EXTRACTED MATERIAL Block Start
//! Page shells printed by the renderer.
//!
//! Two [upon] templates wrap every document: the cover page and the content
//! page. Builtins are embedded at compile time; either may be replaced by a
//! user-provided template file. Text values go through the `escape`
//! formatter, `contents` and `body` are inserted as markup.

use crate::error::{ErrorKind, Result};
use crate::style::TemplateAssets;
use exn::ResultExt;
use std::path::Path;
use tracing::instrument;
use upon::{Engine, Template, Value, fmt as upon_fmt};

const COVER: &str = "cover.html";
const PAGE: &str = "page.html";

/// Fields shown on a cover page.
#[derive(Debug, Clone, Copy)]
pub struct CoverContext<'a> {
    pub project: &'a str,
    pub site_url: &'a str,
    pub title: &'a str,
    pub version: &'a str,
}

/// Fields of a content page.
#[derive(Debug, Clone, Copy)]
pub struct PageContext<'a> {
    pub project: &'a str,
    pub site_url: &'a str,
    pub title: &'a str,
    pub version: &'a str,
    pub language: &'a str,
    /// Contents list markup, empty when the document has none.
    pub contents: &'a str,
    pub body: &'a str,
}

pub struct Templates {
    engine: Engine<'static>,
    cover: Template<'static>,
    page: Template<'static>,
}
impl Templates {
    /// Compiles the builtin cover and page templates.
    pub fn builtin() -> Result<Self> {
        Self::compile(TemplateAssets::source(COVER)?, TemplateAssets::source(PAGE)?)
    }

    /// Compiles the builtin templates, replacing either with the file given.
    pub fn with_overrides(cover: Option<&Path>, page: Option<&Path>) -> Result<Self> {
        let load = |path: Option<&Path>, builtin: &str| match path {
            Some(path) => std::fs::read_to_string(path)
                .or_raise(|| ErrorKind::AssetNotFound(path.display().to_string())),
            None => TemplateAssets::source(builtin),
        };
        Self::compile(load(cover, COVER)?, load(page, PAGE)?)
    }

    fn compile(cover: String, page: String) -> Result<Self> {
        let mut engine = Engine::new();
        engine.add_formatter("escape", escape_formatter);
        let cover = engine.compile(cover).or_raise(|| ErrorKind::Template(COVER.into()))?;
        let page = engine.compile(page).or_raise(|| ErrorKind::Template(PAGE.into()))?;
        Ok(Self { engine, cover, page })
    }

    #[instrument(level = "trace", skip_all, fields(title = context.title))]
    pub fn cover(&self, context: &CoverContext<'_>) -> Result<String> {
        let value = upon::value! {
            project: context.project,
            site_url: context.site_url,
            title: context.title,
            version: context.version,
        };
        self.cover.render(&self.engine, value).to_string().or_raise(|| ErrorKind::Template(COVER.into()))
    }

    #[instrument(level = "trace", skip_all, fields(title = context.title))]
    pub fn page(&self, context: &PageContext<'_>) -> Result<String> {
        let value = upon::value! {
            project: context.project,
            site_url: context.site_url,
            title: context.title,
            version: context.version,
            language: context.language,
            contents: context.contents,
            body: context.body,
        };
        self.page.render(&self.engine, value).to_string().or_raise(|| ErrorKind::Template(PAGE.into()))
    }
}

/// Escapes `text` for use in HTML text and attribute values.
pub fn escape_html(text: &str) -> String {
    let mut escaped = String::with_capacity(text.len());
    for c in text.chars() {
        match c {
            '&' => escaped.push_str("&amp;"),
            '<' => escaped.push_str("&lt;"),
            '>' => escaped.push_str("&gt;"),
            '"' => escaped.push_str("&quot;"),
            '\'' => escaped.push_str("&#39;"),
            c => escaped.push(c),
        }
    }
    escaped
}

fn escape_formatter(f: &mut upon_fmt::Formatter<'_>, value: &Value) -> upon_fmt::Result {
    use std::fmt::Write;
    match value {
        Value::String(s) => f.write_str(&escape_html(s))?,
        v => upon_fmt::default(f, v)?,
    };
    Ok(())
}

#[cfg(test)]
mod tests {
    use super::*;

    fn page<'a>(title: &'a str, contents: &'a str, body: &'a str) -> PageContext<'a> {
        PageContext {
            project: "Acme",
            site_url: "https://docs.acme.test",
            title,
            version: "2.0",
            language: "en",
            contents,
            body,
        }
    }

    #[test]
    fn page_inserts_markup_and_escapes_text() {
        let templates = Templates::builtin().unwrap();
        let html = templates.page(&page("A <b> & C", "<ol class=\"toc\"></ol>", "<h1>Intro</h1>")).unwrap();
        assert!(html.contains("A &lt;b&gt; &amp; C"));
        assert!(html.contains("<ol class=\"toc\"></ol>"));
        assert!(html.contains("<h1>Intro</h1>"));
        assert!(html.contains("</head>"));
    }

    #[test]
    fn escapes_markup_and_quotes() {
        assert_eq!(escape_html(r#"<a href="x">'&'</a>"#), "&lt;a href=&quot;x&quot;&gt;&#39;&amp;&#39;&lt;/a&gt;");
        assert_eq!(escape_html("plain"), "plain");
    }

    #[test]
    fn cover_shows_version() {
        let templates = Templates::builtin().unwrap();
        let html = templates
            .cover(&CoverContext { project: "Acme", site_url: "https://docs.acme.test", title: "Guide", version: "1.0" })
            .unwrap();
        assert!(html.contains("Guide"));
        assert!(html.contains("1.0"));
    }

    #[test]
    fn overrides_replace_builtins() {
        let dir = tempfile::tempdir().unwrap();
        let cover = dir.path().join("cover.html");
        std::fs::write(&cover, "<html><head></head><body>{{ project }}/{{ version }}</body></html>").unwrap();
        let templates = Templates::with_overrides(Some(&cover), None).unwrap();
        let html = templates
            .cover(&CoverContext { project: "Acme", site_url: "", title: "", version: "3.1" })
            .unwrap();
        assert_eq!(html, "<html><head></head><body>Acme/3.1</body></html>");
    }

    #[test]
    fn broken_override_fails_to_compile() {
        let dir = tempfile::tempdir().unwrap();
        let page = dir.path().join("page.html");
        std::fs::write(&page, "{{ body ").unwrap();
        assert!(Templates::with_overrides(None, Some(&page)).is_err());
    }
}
EXTRACTED MATERIAL Block End
EXTRACTED MATERIAL Block Start
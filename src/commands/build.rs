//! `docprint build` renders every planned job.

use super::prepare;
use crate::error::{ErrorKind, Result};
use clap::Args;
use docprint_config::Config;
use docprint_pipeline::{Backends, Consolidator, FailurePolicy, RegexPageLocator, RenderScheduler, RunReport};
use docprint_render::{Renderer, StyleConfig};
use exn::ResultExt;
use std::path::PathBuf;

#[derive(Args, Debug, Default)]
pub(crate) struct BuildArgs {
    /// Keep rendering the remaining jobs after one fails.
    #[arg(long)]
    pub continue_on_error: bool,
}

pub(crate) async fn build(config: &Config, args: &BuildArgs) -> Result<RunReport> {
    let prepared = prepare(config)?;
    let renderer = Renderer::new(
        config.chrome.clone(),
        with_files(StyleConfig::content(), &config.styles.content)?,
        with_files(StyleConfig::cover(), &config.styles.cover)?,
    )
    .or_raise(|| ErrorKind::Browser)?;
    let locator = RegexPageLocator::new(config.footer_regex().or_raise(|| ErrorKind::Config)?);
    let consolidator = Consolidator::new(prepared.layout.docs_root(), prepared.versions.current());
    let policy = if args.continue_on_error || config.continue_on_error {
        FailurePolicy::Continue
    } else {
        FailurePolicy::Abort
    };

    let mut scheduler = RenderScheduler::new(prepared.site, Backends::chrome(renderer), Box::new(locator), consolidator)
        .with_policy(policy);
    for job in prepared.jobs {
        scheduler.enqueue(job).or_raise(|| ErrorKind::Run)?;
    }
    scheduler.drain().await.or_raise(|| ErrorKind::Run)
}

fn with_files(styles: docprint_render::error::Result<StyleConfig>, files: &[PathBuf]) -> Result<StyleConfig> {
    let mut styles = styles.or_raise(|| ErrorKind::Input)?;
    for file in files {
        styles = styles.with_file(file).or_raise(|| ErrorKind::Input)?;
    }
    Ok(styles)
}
EXTRACTED MATERIAL Block End
EXTRACTED MATERIAL Block Start
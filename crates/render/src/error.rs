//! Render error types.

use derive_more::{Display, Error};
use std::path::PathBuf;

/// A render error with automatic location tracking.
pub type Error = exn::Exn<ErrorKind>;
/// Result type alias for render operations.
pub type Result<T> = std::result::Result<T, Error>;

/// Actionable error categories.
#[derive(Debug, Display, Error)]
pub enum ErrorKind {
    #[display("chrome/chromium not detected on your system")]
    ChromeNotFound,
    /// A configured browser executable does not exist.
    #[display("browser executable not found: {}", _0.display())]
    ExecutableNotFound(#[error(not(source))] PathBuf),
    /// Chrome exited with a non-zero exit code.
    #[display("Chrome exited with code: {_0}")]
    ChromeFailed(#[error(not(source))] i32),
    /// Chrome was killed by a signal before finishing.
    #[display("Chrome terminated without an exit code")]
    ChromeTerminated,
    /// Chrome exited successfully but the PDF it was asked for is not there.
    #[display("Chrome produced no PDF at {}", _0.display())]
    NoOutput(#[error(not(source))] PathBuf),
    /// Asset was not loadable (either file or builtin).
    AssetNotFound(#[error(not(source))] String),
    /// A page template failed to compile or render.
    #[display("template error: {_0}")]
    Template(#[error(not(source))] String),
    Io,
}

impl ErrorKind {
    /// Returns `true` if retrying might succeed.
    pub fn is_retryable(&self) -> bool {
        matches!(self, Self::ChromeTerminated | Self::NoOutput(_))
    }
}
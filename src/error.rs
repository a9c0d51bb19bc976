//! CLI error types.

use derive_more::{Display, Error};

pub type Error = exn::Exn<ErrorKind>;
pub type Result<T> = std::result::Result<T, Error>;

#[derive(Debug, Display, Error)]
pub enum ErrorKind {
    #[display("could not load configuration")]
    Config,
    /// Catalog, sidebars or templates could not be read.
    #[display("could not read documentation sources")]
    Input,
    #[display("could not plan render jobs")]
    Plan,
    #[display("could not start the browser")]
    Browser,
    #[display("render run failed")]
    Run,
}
EXTRACTED MATERIAL Block End
TASK ITEM:
Your response should be made up of the lines in the data that contain the word "values".

OUTPUT OF THE EXERCISE:
//! user-provided template file. Text values go through the `escape`
/// Escapes `text` for use in HTML text and attribute values.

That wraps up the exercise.